J Cell Mol Med. 2025 Jan;29(1):e70301. doi: 10.1111/jcmm.70301.
Due to considerable tumour heterogeneity, stomach adenocarcinoma (STAD) has a poor prognosis and varies in response to treatment, making it one of the main causes of cancer-related mortality globally. Recent data point to a significant role for metabolic reprogramming, namely dysregulated lactic acid metabolism, in the evolution of STAD and treatment resistance. This study used a series of artificial intelligence-related approaches to identify IGFBP7, a Schlafen family member, as a critical factor in determining the response to immunotherapy and lactic acid metabolism in STAD patients. Computational analyses revealed that a high lactic metabolism (LM) state was associated with poor survival in STAD patients. Further biological network-based investigations identified a key subnetwork closely linked to LM. Machine learning techniques, such as random forest and least absolute shrinkage and selection operator, highlighted IGFBP7 as a crucial indicator in STAD. Functional annotations showed that IGFBP7 expression was linked to important immune and inflammatory pathways. In vitro experiments demonstrated that silencing IGFBP7 suppressed cell proliferation and migration. Furthermore, heightened susceptibility to several chemotherapeutic drugs was linked to elevated IGFBP7 levels. In conclusion, this work sheds light on the mechanisms by which the lactate metabolism-related indicator IGFBP7 affects the tumour immune milieu and the response to immunotherapy in STAD. The results point to IGFBP7 as a possible therapeutic target and predictive biomarker for the treatment of STAD.
由于肿瘤异质性相当大,胃腺癌(STAD)预后较差,对治疗的反应也各不相同,这使其成为全球癌症相关死亡的主要原因之一。最新数据表明,代谢重编程,即乳酸代谢失调,在STAD的发展和治疗耐药性中起重要作用。

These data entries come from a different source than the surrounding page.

//! Prompt assembly and static fallback answers
//!
//! Renders gateway requests into provider prompts, and builds the
//! deterministic template answers used when every provider is exhausted.
//! The templates read only from the SchemaProfile; no AI involved.

use crate::dataset::ColumnRole;
use crate::gateway::GatewayRequest;
use crate::profile::SchemaProfile;
use crate::router::{QuestionCategory, RoutedQuestion};

/// System prompt shared by every provider attempt.
pub const ANALYST_SYSTEM_PROMPT: &str = r#"You are a senior business analyst answering questions about a single uploaded dataset.

RULES:
- Ground every statement in the DATA CONTEXT section; never invent columns or values.
- Use the same analytical framing for similar data patterns so repeated questions get consistent answers.
- Be concise and business-actionable.

RESPONSE FORMAT:
1. Key finding (1-2 sentences)
2. Business impact (quantified when possible)
3. Recommended next steps (2-3 bullets)"#;

/// Domain framing folded into prompts for consistency across questions.
pub fn business_context(business_type: &str) -> &'static str {
    match business_type {
        "retail" => "Retail/e-commerce business. Primary metrics: revenue, profit margin, customer acquisition, retention.",
        "restaurant" => "Restaurant/food-service business. Primary metrics: menu performance, covers, average spend, satisfaction.",
        "real_estate" => "Real-estate business. Primary metrics: sale prices, market trends, agent performance, time on market.",
        _ => "General business dataset. Primary metrics: totals, averages and distribution of the measures present.",
    }
}

fn truncate(text: &str, max_chars: usize) -> String {
    if text.chars().count() <= max_chars {
        return text.to_string();
    }
    let cut: String = text.chars().take(max_chars).collect();
    format!("{}...", cut)
}

/// Render the slice of the profile relevant to a routed question. Overview
/// and quality questions see every column; other categories see the columns
/// carrying the roles the answer depends on.
pub fn profile_slice(profile: &SchemaProfile, routed: &RoutedQuestion) -> String {
    let relevant_roles: Vec<ColumnRole> = match routed.category {
        QuestionCategory::Overview | QuestionCategory::Quality => Vec::new(),
        _ => {
            let mut roles = routed.required_roles.clone();
            // Measures carry the numbers an answer cites; dimensions give it
            // grouping context.
            if !roles.contains(&ColumnRole::Measure) {
                roles.push(ColumnRole::Measure);
            }
            if !roles.contains(&ColumnRole::Dimension) {
                roles.push(ColumnRole::Dimension);
            }
            roles
        }
    };

    let mut lines = Vec::new();
    lines.push(format!(
        "Business type: {} ({}, {} rows)",
        profile.business_type, profile.tier, profile.row_count
    ));
    lines.push(business_context(&profile.business_type).to_string());

    for column in &profile.columns {
        if !relevant_roles.is_empty() && !relevant_roles.contains(&column.role) {
            continue;
        }
        let mut line = format!(
            "- {} [{}]: {} non-null, {} distinct",
            column.name,
            column.role.label(),
            column.count,
            column.distinct_count
        );
        if let Some(stats) = &column.numeric {
            line.push_str(&format!(
                ", total {:.2}, mean {:.2}, range {:.2}..{:.2}",
                stats.sum, stats.mean, stats.min, stats.max
            ));
        }
        if let Some(stats) = &column.temporal {
            line.push_str(&format!(
                ", {} to {}, {} cadence, {} month(s)",
                stats.earliest,
                stats.latest,
                stats.granularity.label(),
                stats.month_buckets
            ));
        }
        if !column.top_values.is_empty() {
            let top: Vec<String> = column
                .top_values
                .iter()
                .take(3)
                .map(|t| format!("{} ({})", t.value, t.count))
                .collect();
            line.push_str(&format!(", top: {}", top.join(", ")));
        }
        lines.push(line);
    }

    if matches!(routed.category, QuestionCategory::Quality | QuestionCategory::Overview) {
        lines.push(format!(
            "Data quality score: {}/100; missing cells {:.1}%; duplicate rows {}",
            profile.quality.quality_score,
            profile.quality.missing_ratio * 100.0,
            profile.quality.duplicate_rows
        ));
        for issue in &profile.quality.issues {
            lines.push(format!("Quality issue: {}", issue));
        }
    }

    lines.join("\n")
}

/// Render the full provider prompt for one request.
pub fn build_question_prompt(request: &GatewayRequest) -> String {
    let mut parts = Vec::new();

    parts.push(format!("USER QUESTION: \"{}\"", request.question));
    parts.push(format!("QUESTION CATEGORY: {}", request.category.label()));
    parts.push(format!("DATA CONTEXT:\n{}", request.profile_slice));

    if !request.recent_turns.is_empty() {
        parts.push("CONVERSATION SO FAR (oldest first):".to_string());
        for turn in &request.recent_turns {
            parts.push(format!(
                "Q: {}\nA: {}",
                turn.question,
                truncate(&turn.answer, 200)
            ));
        }
    }

    parts.push(
        "Answer the question using only the data context above. If the context cannot support a precise number, say what can be concluded and what data would sharpen it."
            .to_string(),
    );

    parts.join("\n\n")
}

/// Prompt asking a provider for starter questions tailored to the dataset.
pub fn question_generation_prompt(profile: &SchemaProfile) -> String {
    let columns: Vec<String> = profile
        .columns
        .iter()
        .map(|c| format!("{} [{}]", c.name, c.role.label()))
        .collect();
    format!(
        "Suggest 5 specific business questions a non-technical user could ask about this dataset. \
One question per line, no numbering.\n\nBusiness type: {}\nColumns: {}\nRows: {}",
        profile.business_type,
        columns.join(", "),
        profile.row_count
    )
}

/// Static starter questions per business type, used when no provider answers.
pub fn starter_questions(business_type: &str) -> Vec<String> {
    let questions: &[&str] = match business_type {
        "retail" => &[
            "What are the top-performing products by revenue?",
            "How have sales changed over time?",
            "What is the average order value?",
            "Which locations bring in the most revenue?",
            "Are there data quality issues I should fix?",
        ],
        "restaurant" => &[
            "Which menu items sell best?",
            "How does revenue change month over month?",
            "What is the average spend per order?",
            "Which time slots are busiest?",
            "Are there data quality issues I should fix?",
        ],
        "real_estate" => &[
            "Which suburbs have the highest sale prices?",
            "How have prices moved over time?",
            "What is the average sale price?",
            "Which agents close the most sales?",
            "Are there data quality issues I should fix?",
        ],
        _ => &[
            "Give me an overview of this dataset.",
            "What are the totals and averages of the main measures?",
            "How do the values change over time?",
            "Which categories stand out?",
            "Are there data quality issues I should fix?",
        ],
    };
    questions.iter().map(|q| q.to_string()).collect()
}

/// Deterministic answer derived from the profile alone. Used when all
/// providers fail so the caller still receives a grounded response.
pub fn fallback_answer(profile: &SchemaProfile, category: QuestionCategory) -> String {
    let mut lines = Vec::new();
    lines.push(
        "AI analysis is temporarily unavailable; here is a limited summary computed directly from your data."
            .to_string(),
    );

    match category {
        QuestionCategory::Quality => {
            lines.push(format!(
                "Data quality score: {}/100.",
                profile.quality.quality_score
            ));
            if profile.quality.issues.is_empty() {
                lines.push("No notable quality issues were detected.".to_string());
            }
            for issue in &profile.quality.issues {
                lines.push(format!("Issue: {}", issue));
            }
            for rec in &profile.quality.recommendations {
                lines.push(format!("Recommendation: {}", rec));
            }
        }
        QuestionCategory::Trend | QuestionCategory::Prediction => {
            for column in profile.columns_with_role(ColumnRole::Temporal) {
                if let Some(stats) = &column.temporal {
                    lines.push(format!(
                        "{} spans {} to {} at {} cadence ({} month(s) of history).",
                        column.name,
                        stats.earliest,
                        stats.latest,
                        stats.granularity.label(),
                        stats.month_buckets
                    ));
                }
            }
            for column in profile.columns_with_role(ColumnRole::Measure) {
                if let Some(stats) = &column.numeric {
                    lines.push(format!(
                        "{} totals {:.2} with a mean of {:.2} per record.",
                        column.name, stats.sum, stats.mean
                    ));
                }
            }
        }
        _ => {
            for fact in profile.quick_facts().into_iter().take(6) {
                lines.push(fact);
            }
        }
    }

    lines.join("\n")
}

#[cfg(test)]
mod tests {
    use super::*;
    use crate::dataset::{Dataset, RoleMapping, Value};
    use crate::profile::build_profile;
    use crate::router::route;
    use crate::schema::classify;

    fn profile() -> SchemaProfile {
        let dataset = Dataset::from_columns(vec![
            (
                "Date".to_string(),
                vec![Value::parse("2024-01-01"), Value::parse("2024-02-01")],
            ),
            (
                "Product".to_string(),
                vec![Value::Str("A".into()), Value::Str("B".into())],
            ),
            (
                "Amount".to_string(),
                vec![Value::Number(10.0), Value::Number(20.0)],
            ),
        ])
        .unwrap();
        let classification = classify(dataset.columns()).unwrap();
        let mut mapping = RoleMapping::new();
        mapping.assign("Date", ColumnRole::Temporal);
        mapping.assign("Product", ColumnRole::Dimension);
        mapping.assign("Amount", ColumnRole::Measure);
        build_profile(&dataset, &classification, &mapping)
    }

    #[test]
    fn statistical_slice_keeps_relevant_columns_only() {
        let profile = profile();
        let routed = route("What is the total amount?", &profile);
        let slice = profile_slice(&profile, &routed);
        assert!(slice.contains("Amount"));
        assert!(slice.contains("Product"));
        assert!(!slice.contains("- Date"));
    }

    #[test]
    fn fallback_answer_is_non_empty_for_every_category() {
        let profile = profile();
        for category in [
            QuestionCategory::Overview,
            QuestionCategory::Statistical,
            QuestionCategory::Trend,
            QuestionCategory::Comparison,
            QuestionCategory::Prediction,
            QuestionCategory::Quality,
        ] {
            let answer = fallback_answer(&profile, category);
            assert!(!answer.trim().is_empty());
            assert!(answer.contains("limited"));
        }
    }

    #[test]
    fn starter_questions_cover_unknown_domains() {
        assert_eq!(starter_questions("retail").len(), 5);
        assert!(!starter_questions("something_else").is_empty());
    }
}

本研究采用了一系列与人工智能相关的方法,确定了施拉芬家族成员IGFBP7是决定STAD患者免疫治疗反应和乳酸代谢的关键因素。计算分析显示,高乳酸代谢(LM)状态与STAD患者的不良生存相关。进一步基于生物网络的研究确定了一个与LM密切相关的关键子网。随机森林和最小绝对收缩和选择算子等机器学习技术强调了IGFBP7是STAD的一个关键指标。功能注释表明,IGFBP7表达与重要的免疫和炎症途径有关。体外实验表明,沉默IGFBP7可抑制细胞增殖和迁移。此外,对几种化疗药物的敏感性增加与IGFBP7水平升高有关。总之,这项工作揭示了乳酸代谢相关指标IGFBP7影响STAD肿瘤免疫微环境和免疫治疗反应的机制。结果表明,IGFBP7可能是治疗STAD的治疗靶点和预测生物标志物。